Give back an exact copy of the lines below, from the first through the line with "pub struct CartView"; please stop there.

---------- Available data ----------

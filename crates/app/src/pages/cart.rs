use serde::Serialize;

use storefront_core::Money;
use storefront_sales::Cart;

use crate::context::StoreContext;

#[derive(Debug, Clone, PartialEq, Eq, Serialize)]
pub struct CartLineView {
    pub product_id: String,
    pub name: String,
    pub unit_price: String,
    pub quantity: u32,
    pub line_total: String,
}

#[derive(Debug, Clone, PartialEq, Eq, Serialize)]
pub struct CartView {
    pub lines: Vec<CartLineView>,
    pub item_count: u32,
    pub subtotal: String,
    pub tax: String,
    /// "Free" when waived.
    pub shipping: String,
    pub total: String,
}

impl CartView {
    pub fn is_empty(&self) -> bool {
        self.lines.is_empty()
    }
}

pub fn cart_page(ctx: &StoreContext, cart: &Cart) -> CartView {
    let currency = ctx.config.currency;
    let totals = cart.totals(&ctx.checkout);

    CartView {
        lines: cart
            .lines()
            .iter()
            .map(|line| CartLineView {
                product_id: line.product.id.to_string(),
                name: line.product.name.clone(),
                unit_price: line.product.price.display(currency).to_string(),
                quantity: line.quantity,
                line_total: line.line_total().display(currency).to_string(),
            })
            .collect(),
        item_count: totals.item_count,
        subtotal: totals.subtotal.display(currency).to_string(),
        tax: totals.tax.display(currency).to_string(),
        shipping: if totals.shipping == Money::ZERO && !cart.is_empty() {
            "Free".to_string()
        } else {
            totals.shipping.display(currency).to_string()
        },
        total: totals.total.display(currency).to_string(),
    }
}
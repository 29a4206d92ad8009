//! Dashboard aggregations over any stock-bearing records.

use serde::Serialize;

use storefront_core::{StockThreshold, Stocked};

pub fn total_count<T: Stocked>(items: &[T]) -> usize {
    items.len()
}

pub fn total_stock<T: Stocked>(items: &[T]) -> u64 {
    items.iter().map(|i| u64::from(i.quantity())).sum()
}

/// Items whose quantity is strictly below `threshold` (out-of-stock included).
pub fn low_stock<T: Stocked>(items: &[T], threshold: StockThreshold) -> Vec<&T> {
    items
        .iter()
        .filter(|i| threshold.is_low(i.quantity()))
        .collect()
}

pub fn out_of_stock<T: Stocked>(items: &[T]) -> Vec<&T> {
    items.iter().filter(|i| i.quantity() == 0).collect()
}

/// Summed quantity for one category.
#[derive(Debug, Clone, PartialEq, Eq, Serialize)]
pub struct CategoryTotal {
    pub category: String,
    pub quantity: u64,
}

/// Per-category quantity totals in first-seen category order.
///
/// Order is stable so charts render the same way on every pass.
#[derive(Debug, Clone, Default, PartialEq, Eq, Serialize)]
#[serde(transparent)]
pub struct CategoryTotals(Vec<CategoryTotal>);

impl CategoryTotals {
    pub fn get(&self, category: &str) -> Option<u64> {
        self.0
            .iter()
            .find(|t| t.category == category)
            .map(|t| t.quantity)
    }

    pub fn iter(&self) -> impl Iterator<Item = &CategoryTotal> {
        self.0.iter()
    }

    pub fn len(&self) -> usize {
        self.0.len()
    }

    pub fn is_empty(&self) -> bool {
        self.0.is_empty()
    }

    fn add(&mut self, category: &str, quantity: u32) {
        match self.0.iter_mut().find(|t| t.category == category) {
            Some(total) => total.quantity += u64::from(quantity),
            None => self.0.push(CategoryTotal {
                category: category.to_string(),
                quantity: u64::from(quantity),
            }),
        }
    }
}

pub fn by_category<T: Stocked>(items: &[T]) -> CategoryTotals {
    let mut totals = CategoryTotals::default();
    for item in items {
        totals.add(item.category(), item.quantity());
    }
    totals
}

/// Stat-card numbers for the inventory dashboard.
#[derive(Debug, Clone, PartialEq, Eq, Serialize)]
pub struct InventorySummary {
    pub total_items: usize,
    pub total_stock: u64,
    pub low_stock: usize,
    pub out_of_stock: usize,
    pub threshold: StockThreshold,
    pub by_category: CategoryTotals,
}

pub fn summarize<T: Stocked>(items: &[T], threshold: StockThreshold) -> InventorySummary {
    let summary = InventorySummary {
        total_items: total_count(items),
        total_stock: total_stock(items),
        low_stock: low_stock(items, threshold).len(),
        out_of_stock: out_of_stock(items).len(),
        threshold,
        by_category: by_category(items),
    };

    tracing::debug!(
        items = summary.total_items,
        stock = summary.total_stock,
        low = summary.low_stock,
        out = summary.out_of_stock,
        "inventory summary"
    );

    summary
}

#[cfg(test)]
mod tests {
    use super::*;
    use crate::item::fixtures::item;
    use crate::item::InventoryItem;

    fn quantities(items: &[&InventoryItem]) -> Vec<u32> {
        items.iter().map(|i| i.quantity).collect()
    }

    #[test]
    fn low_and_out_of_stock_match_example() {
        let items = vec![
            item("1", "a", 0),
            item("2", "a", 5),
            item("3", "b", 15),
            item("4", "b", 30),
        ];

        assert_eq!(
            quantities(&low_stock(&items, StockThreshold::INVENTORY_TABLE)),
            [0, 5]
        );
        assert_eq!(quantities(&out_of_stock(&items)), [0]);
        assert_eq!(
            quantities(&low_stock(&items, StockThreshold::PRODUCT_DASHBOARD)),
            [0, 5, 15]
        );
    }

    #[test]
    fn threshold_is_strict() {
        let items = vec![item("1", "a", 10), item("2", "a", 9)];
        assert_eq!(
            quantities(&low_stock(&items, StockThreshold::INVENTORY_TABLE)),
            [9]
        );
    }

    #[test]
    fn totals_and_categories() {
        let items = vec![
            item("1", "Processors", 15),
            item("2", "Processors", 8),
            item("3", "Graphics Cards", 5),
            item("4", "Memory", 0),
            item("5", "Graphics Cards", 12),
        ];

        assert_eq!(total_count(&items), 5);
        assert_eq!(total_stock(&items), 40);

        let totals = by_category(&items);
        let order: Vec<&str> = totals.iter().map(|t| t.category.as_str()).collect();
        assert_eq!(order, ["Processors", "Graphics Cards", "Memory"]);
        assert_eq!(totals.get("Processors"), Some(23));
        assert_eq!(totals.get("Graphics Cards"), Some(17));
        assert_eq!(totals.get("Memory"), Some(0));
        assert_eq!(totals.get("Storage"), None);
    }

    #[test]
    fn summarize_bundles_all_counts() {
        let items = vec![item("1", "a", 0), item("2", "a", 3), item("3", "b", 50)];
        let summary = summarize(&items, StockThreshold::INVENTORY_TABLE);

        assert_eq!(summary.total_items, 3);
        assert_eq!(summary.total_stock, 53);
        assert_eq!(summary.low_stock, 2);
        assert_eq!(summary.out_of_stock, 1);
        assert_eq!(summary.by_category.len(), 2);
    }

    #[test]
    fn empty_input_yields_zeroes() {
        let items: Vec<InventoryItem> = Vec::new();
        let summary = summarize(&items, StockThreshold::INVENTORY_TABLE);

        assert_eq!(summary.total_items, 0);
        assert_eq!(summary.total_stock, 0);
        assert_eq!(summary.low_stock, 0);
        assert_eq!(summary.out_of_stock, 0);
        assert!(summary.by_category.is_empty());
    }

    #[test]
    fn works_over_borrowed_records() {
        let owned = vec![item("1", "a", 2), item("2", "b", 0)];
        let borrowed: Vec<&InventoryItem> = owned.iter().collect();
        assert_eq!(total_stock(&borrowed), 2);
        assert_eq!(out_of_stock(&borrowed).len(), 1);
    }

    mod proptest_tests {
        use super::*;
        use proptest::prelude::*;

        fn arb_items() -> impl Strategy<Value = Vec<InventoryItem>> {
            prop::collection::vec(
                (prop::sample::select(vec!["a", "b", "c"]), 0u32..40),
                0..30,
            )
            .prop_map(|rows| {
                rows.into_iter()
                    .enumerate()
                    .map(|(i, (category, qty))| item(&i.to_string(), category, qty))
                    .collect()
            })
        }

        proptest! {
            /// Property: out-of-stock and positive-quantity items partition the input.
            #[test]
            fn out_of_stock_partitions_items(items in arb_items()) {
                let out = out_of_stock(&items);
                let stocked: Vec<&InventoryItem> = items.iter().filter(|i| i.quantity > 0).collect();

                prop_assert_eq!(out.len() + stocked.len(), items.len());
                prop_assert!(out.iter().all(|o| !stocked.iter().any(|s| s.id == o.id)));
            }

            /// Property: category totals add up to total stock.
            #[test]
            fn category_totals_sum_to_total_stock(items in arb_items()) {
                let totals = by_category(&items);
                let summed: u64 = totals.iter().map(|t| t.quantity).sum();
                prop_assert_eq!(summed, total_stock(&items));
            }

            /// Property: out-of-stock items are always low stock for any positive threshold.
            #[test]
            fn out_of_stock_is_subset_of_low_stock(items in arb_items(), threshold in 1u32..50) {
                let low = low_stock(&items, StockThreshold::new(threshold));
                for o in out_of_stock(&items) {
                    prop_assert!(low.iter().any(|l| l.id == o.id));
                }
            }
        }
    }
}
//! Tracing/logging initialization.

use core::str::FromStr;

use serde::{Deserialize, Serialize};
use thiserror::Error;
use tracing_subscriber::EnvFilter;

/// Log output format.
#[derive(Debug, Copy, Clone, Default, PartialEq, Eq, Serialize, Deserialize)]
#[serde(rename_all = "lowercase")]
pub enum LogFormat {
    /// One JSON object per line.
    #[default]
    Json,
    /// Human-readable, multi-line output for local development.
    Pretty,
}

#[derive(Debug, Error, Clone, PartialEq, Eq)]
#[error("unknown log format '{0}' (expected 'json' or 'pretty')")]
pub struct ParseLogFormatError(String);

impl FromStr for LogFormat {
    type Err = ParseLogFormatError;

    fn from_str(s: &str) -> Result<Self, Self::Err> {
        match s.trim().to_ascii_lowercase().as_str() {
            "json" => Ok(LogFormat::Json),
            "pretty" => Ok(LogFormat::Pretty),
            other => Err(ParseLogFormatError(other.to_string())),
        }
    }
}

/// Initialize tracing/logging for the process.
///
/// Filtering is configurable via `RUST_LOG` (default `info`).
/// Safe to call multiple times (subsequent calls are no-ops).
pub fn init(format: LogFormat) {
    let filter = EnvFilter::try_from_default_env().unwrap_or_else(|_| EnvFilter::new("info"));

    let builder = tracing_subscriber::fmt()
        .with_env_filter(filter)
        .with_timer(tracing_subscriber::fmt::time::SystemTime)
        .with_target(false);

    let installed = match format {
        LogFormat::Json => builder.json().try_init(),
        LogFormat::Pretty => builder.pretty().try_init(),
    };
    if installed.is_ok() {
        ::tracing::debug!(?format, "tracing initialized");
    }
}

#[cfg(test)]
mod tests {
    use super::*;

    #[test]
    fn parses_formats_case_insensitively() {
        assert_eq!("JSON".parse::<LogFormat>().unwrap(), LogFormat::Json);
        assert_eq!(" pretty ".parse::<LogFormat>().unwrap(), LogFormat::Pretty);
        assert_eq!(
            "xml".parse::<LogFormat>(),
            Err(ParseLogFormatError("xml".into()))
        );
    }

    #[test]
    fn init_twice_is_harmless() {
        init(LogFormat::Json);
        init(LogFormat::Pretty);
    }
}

----------

## [Your response]
filename crates/app/src/pages/cart.rs
use serde::Serialize;

use storefront_core::Money;
use storefront_sales::Cart;

use crate::context::StoreContext;

#[derive(Debug, Clone, PartialEq, Eq, Serialize)]
pub struct CartLineView {
    pub product_id: String,
    pub name: String,
    pub unit_price: String,
    pub quantity: u32,
    pub line_total: String,
}

#[derive(Debug, Clone, PartialEq, Eq, Serialize)]
pub struct CartView {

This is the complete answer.